I never thought I could be a runner, before MS and especially after my diagnosis. I did not think I could be a mother. I never anticipated getting into a positive space with my more adversarial acquaintances.

I never thought I could improve as a person, especially after my diagnosis.

And yet, here I am. If I had the opportunity to go back ten years to interact with myself, past me would not recognize present me both physically and in personality. I am a completely different person.

It started when I stopped looking at what I couldn’t do and adapted myself, so I could “do.” Embracing a more positive outlook, I started to say “yes,” to more opportunities to grow.
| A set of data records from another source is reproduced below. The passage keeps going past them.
use globset::{GlobBuilder, GlobSet, GlobSetBuilder};
use ignore::WalkBuilder;
use log::{debug, error, trace, warn};
use std::{
    io,
    path::{Path, PathBuf},
};

use crate::{constants::SOURCE_EXTENSIONS, notify::Notifier};

#[derive(Debug, Clone, Copy, PartialEq, Eq)]
pub enum ScanFailure {
    PermissionDenied,
    Other,
}

pub fn classify_scan_error(err: &ignore::Error) -> ScanFailure {
    match err.io_error() {
        Some(io_err) if io_err.kind() == io::ErrorKind::PermissionDenied => {
            ScanFailure::PermissionDenied
        }
        _ => ScanFailure::Other,
    }
}

/// Inclusion globs for a run.
///
/// Without a filter every supported source file is included. A filter is a
/// comma-separated list; fragments that are not already file globs (no `*.`)
/// expand to one pattern per supported extension below that fragment.
/// Fragments are taken relative to the workspace root: leading `/` and `./`
/// and trailing `/` are dropped, and a fragment naming the root itself
/// selects every source file.
pub fn build_include_patterns(filter: Option<&str>) -> Vec<String> {
    let fragments: Vec<&str> = filter
        .map(|f| f.split(',').map(str::trim).filter(|f| !f.is_empty()).collect())
        .unwrap_or_default();

    if fragments.is_empty() {
        return all_sources_patterns();
    }

    fragments
        .into_iter()
        .flat_map(|fragment| {
            let fragment = normalize_fragment(fragment);
            if fragment.is_empty() {
                all_sources_patterns()
            } else if fragment.contains("*.") {
                vec![fragment.to_string()]
            } else {
                SOURCE_EXTENSIONS.iter().map(|ext| format!("{}/**/*.{}", fragment, ext)).collect()
            }
        })
        .collect()
}

fn all_sources_patterns() -> Vec<String> {
    SOURCE_EXTENSIONS.iter().map(|ext| format!("**/*.{}", ext)).collect()
}

/// `./src/`, `/src` and `src` all name the same directory.
fn normalize_fragment(fragment: &str) -> &str {
    let mut fragment = fragment.trim();
    loop {
        if let Some(rest) = fragment.strip_prefix("./") {
            fragment = rest;
        } else if let Some(rest) = fragment.strip_prefix('/') {
            fragment = rest;
        } else {
            break;
        }
    }
    let fragment = fragment.trim_end_matches('/');
    if fragment == "." { "" } else { fragment }
}

/// Globs where `*` stays within one path segment; invalid globs are skipped.
fn build_glob_set<'a>(patterns: impl IntoIterator<Item = &'a str>) -> GlobSet {
    let mut builder = GlobSetBuilder::new();
    for pattern in patterns {
        match GlobBuilder::new(pattern).literal_separator(true).build() {
            Ok(glob) => {
                builder.add(glob);
            }
            Err(e) => warn!("Skipping invalid glob '{}': {}", pattern, e),
        }
    }
    builder.build().unwrap_or_else(|e| {
        warn!("Failed to compile glob set: {}", e);
        GlobSet::empty()
    })
}

fn relative_path(root: &Path, path: &Path) -> Option<String> {
    let rel = path.strip_prefix(root).ok()?;
    Some(
        rel.components()
            .map(|c| c.as_os_str().to_string_lossy().into_owned())
            .collect::<Vec<_>>()
            .join("/"),
    )
}

/// Expands inclusion globs (see [`build_include_patterns`]) minus `exclude`
/// into a sorted, de-duplicated list of absolute file paths under `root`.
///
/// Symbolic links are not followed, dot entries are skipped and excluded
/// directories are pruned during the walk. If the walk fails the problem is
/// reported once through `notifier` and an empty list is returned.
pub fn collect_files(
    root: &Path,
    filter: Option<&str>,
    exclude: &[String],
    notifier: &dyn Notifier,
) -> Vec<PathBuf> {
    let include_patterns = build_include_patterns(filter);
    debug!("Collecting files with patterns: {:?}", include_patterns);
    debug!("Exclude patterns: {:?}", exclude);

    let include = build_glob_set(include_patterns.iter().map(String::as_str));
    let excluded = build_glob_set(exclude.iter().map(String::as_str));
    // `foo/**` excludes everything below `foo`, so the directory itself can be pruned
    let excluded_dirs = build_glob_set(
        exclude
            .iter()
            .filter_map(|p| p.strip_suffix("/**"))
            .filter(|p| !p.is_empty()),
    );

    let walk_root = root.to_path_buf();
    let mut builder = WalkBuilder::new(root);
    builder.standard_filters(false).hidden(true).follow_links(false).filter_entry(move |entry| {
        if entry.depth() == 0 {
            return true;
        }
        let Some(rel) = relative_path(&walk_root, entry.path()) else {
            return true;
        };
        let is_dir = entry.file_type().is_some_and(|ft| ft.is_dir());
        let skip = if is_dir {
            excluded_dirs.is_match(&rel) || excluded.is_match(&rel)
        } else {
            excluded.is_match(&rel)
        };
        if skip {
            trace!("Excluded: {}", rel);
        }
        !skip
    });

    let mut files: Vec<PathBuf> = Vec::new();
    for res in builder.build() {
        let dent = match res {
            Ok(dent) => dent,
            Err(e) => {
                report_scan_failure(&e, notifier);
                return Vec::new();
            }
        };

        // Symlinks report their own type since links are not followed
        if !dent.file_type().is_some_and(|ft| ft.is_file()) {
            continue;
        }

        let path = dent.path();
        match relative_path(root, path) {
            Some(rel) if include.is_match(&rel) => {
                trace!("Collected: {}", rel);
                files.push(path.to_path_buf());
            }
            _ => {}
        }
    }

    files.sort();
    files.dedup();
    debug!("Collected {} files under {}", files.len(), root.display());
    files
}

fn report_scan_failure(err: &ignore::Error, notifier: &dyn Notifier) {
    error!("Error collecting files: {}", err);
    let message = match classify_scan_error(err) {
        ScanFailure::PermissionDenied => "Permission denied while scanning the workspace for the \
             dependency graph. Make sure only files inside the workspace are scanned."
            .to_string(),
        ScanFailure::Other => {
            format!("Failed to scan the workspace for the dependency graph: {}", err)
        }
    };
    notifier.warn(&message);
}
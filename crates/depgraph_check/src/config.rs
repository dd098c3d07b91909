use anyhow::{Result, anyhow};
use clap::{Args, Parser};
use log::{debug, info};
use std::path::{Path, PathBuf};

/// Shared `--root` and `--exclude` flags.
#[derive(Debug, Clone, Default, Args)]
pub struct WorkspaceArgs {
    /// Root directory of the project (defaults to git root)
    #[arg(long)]
    pub root: Option<PathBuf>,

    /// Exclusion glob, repeatable. Replaces .depgraph.json and ignore files
    #[arg(long = "exclude", value_name = "GLOB")]
    pub exclude: Vec<String>,
}

impl WorkspaceArgs {
    /// Resolve the root directory, falling back to the enclosing git root
    pub fn initialize(&mut self) -> Result<()> {
        let root = if let Some(r) = self.root.take() {
            debug!("Using provided root directory: {:?}", r);
            r.canonicalize().unwrap_or(r)
        } else {
            debug!("No root provided, searching for git root");
            depgraph_core::find_git_root()?
        };
        info!("Using root directory: {}", root.display());
        self.root = Some(root);
        Ok(())
    }

    /// Get the root directory, returning an error if not initialized
    pub fn root(&self) -> Result<&Path> {
        self.root
            .as_deref()
            .ok_or_else(|| anyhow!("Config not initialized - call initialize() first"))
    }

    /// Analyzer for the initialized root, honoring `--exclude` when given.
    pub fn analyzer(&self) -> Result<depgraph_core::Analyzer> {
        let analyzer = depgraph_core::Analyzer::new(self.root()?);
        if self.exclude.is_empty() {
            Ok(analyzer)
        } else {
            debug!("Using {} exclude patterns from the command line", self.exclude.len());
            Ok(analyzer.with_exclude(self.exclude.clone()))
        }
    }
}

#[derive(Debug, Clone, Parser)]
#[command(name = "graph")]
#[command(about = "Build the dependency graph of a JavaScript/TypeScript project")]
pub struct Config {
    #[command(flatten)]
    pub workspace: WorkspaceArgs,

    /// Comma-separated directories or globs to analyze (e.g. "src,lib/**/*.ts")
    #[arg(long)]
    pub filter: Option<String>,

    /// Print the graph as JSON instead of a tree
    #[arg(long)]
    pub json: bool,

    /// Exit with a non-zero status when a circular dependency is found
    #[arg(long)]
    pub fail_on_cycle: bool,
}

impl Config {
    pub fn initialize(&mut self) -> Result<()> {
        self.workspace.initialize()
    }

    pub fn root(&self) -> Result<&Path> {
        self.workspace.root()
    }
}

#[derive(Debug, Clone, Parser)]
#[command(name = "ignore-patterns")]
#[command(about = "Show which exclusion patterns apply to a project")]
pub struct IgnorePatternsConfig {
    #[command(flatten)]
    pub workspace: WorkspaceArgs,
}
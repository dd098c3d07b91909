use std::{
    collections::{HashMap, HashSet},
    env,
    io::{self, Write},
    path::Path,
};

use colored::Colorize;
use depgraph_core::{DependencyGraph, DependencyNode, ResolvedPatterns, make_relative};
use log::{debug, trace};

/// Cyclic nodes listed by name in the summary
const MAX_LISTED_CYCLES: usize = 10;

/// Relativize a workspace id to the current working directory for clickable links
fn relativize_to_cwd(root: &Path, id: &str) -> String {
    let cwd = match env::current_dir() {
        Ok(cwd) => cwd,
        Err(_) => {
            debug!("Failed to get current directory");
            return id.to_string();
        }
    };

    match make_relative(&root.join(id), &cwd) {
        Some(rel_path) => {
            let result = rel_path.to_string_lossy().to_string();
            trace!("Relativized '{}' to '{}'", id, result);
            result
        }
        None => id.to_string(),
    }
}

struct TreeLine<'a> {
    node: &'a DependencyNode,
    prefix: String,
    is_last: bool,
    depth: usize,
}

/// Prints every root with its transitive dependencies.
///
/// A node's subtree is expanded the first time it is printed; later
/// occurrences (including the ones closing a cycle) are marked and not
/// expanded again.
pub fn print_dependency_tree<W: Write>(
    writer: &mut W,
    graph: &DependencyGraph,
    root: &Path,
) -> io::Result<()> {
    let by_id: HashMap<&str, &DependencyNode> =
        graph.nodes.iter().map(|n| (n.id.as_str(), n)).collect();
    let roots = graph.roots();
    debug!("Printing dependency tree for {} roots", roots.len());

    writeln!(
        writer,
        "{} Dependency graph ({} files, {} imports)\n",
        "●".bright_blue(),
        graph.nodes.len().to_string().cyan(),
        graph.edges.len().to_string().cyan()
    )?;

    let mut expanded: HashSet<&str> = HashSet::new();
    let mut stack: Vec<TreeLine<'_>> = roots
        .iter()
        .rev()
        .map(|&node| TreeLine { node, prefix: String::new(), is_last: true, depth: 0 })
        .collect();

    let mut first_root = true;
    while let Some(line) = stack.pop() {
        if line.depth == 0 {
            // Blank line between root trees
            if !first_root {
                writeln!(writer)?;
            }
            first_root = false;
        }

        let display_path = relativize_to_cwd(root, &line.node.id);
        let label =
            if line.node.has_cycle { display_path.red().bold() } else { display_path.normal() };
        let cycle_marker = if line.node.has_cycle { " ↻".red().to_string() } else { String::new() };

        if line.depth == 0 {
            write!(writer, "{}{}", label, cycle_marker)?;
        } else {
            let branch = if line.is_last { "└──" } else { "├──" };
            write!(writer, "{}{}  {}{}", line.prefix, branch.dimmed(), label, cycle_marker)?;
        }

        let first_visit = expanded.insert(line.node.id.as_str());
        let children: Vec<&DependencyNode> = unique_dependencies(line.node, &by_id);
        if !first_visit && !children.is_empty() {
            writeln!(writer, " {}", "(shown above)".dimmed())?;
            continue;
        }
        writeln!(writer)?;

        let child_prefix = if line.depth == 0 {
            String::new()
        } else if line.is_last {
            format!("{}    ", line.prefix)
        } else {
            format!("{}{}   ", line.prefix, "│".dimmed())
        };
        let count = children.len();
        for (idx, child) in children.into_iter().enumerate().rev() {
            stack.push(TreeLine {
                node: child,
                prefix: child_prefix.clone(),
                is_last: idx + 1 == count,
                depth: line.depth + 1,
            });
        }
    }

    writer.flush()?;
    Ok(())
}

/// Known dependencies of `node` in import order, each listed once.
fn unique_dependencies<'a>(
    node: &DependencyNode,
    by_id: &HashMap<&str, &'a DependencyNode>,
) -> Vec<&'a DependencyNode> {
    let mut seen = HashSet::new();
    node.dependencies
        .iter()
        .filter(|dep| seen.insert(dep.as_str()))
        .filter_map(|dep| by_id.get(dep.as_str()).copied())
        .collect()
}

pub fn print_summary<W: Write>(
    writer: &mut W,
    graph: &DependencyGraph,
    root: &Path,
) -> io::Result<()> {
    let cyclic = graph.cyclic_nodes();

    writeln!(writer, "{}", "─".repeat(60).dimmed())?;
    writeln!(writer, "{}", "Summary".bold())?;
    writeln!(writer, "  Files: {}", graph.nodes.len().to_string().cyan())?;
    writeln!(writer, "  Imports: {}", graph.edges.len().to_string().cyan())?;
    writeln!(writer, "  Roots: {}", graph.roots().len().to_string().cyan())?;

    if cyclic.is_empty() {
        writer.flush()?;
        return Ok(());
    }

    writeln!(
        writer,
        "  Files in or leading into cycles: {}",
        cyclic.len().to_string().red().bold()
    )?;
    for node in cyclic.iter().take(MAX_LISTED_CYCLES) {
        writeln!(writer, "    {} {}", "↻".red(), relativize_to_cwd(root, &node.id).blue())?;
    }
    if cyclic.len() > MAX_LISTED_CYCLES {
        writeln!(writer, "    ... and {} more", cyclic.len() - MAX_LISTED_CYCLES)?;
    }

    writer.flush()?;
    Ok(())
}

pub fn print_no_cycles_message<W: Write>(writer: &mut W) -> io::Result<()> {
    debug!("No cycles detected");
    writeln!(writer, "{} No circular dependencies detected.", "✓".green().bold())?;
    writer.flush()?;
    Ok(())
}

pub fn write_json<W: Write>(writer: &mut W, graph: &DependencyGraph) -> io::Result<()> {
    serde_json::to_writer_pretty(&mut *writer, graph)?;
    writeln!(writer)?;
    writer.flush()?;
    Ok(())
}

pub fn print_ignore_patterns<W: Write>(
    writer: &mut W,
    resolved: &ResolvedPatterns,
) -> io::Result<()> {
    writeln!(
        writer,
        "{} {} exclude patterns from {}",
        "●".bright_blue(),
        resolved.patterns.len().to_string().cyan(),
        resolved.source.to_string().bold()
    )?;
    for pattern in &resolved.patterns {
        writeln!(writer, "  {}", pattern)?;
    }
    writer.flush()?;
    Ok(())
}
use log::warn;

/// Sink for user-facing warnings (an editor popup, a CLI banner, ...).
pub trait Notifier: Send + Sync {
    fn warn(&self, message: &str);
}

/// Routes notifications to the log.
#[derive(Debug, Default, Clone, Copy)]
pub struct LogNotifier;

impl Notifier for LogNotifier {
    fn warn(&self, message: &str) {
        warn!("{}", message);
    }
}
//! 共享库
//!
//! 包含锁客户端和使用它的服务共用的配置加载、日志与指标初始化以及测试辅助代码。

pub mod config;
pub mod observability;
pub mod test_utils;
I don’t know if that would have happened without my MS.

The Grace of Chronic Illness

Having a chronic illness is awful. This is never in dispute.

There are difficult days where we can’t get anything done. Where we are so miserable, physically, and emotionally, that we just wish it could be over. But the grace of the chronic illness is this: it teaches us compassion towards ourselves and to others in similar situations. We can share our knowledge and experiences with others who are struggling to navigate their chronic illness.

Another reason why we should view ourselves as lotus flowers: the lotus flower represents compassion and courage. We are reborn in our illness and able to cope in ways we previously wouldn’t expect.

The illness teaches us how much we can endure, and we are capable of enduring a lot. You might discover one day that a friend experiences the same pain you do, but cannot manage it without external help. Meanwhile, it’s a pain you experience daily but manage through mindfulness and perseverance.

It’s not about comparing pain or experiences, but acknowledging that our perspectives and thresholds differ from person-to-person. It’s also about acknowledging what you are capable of doing.

Who you are and who you can be.

It would be nice to have a cure for our illnesses in our lifetime. But that may not be on the horizon any time soon. Waiting for a cure and rehabilitation to change our lives is something we may not have the luxury in doing. Shifting our perspective towards our illness, no longer looking at it as an entirely negative force in our life, can help get us on the path of self-discovery and self-appreciation.

The grace of our illness teaches us to appreciate our lives as they are now and the value of life itself.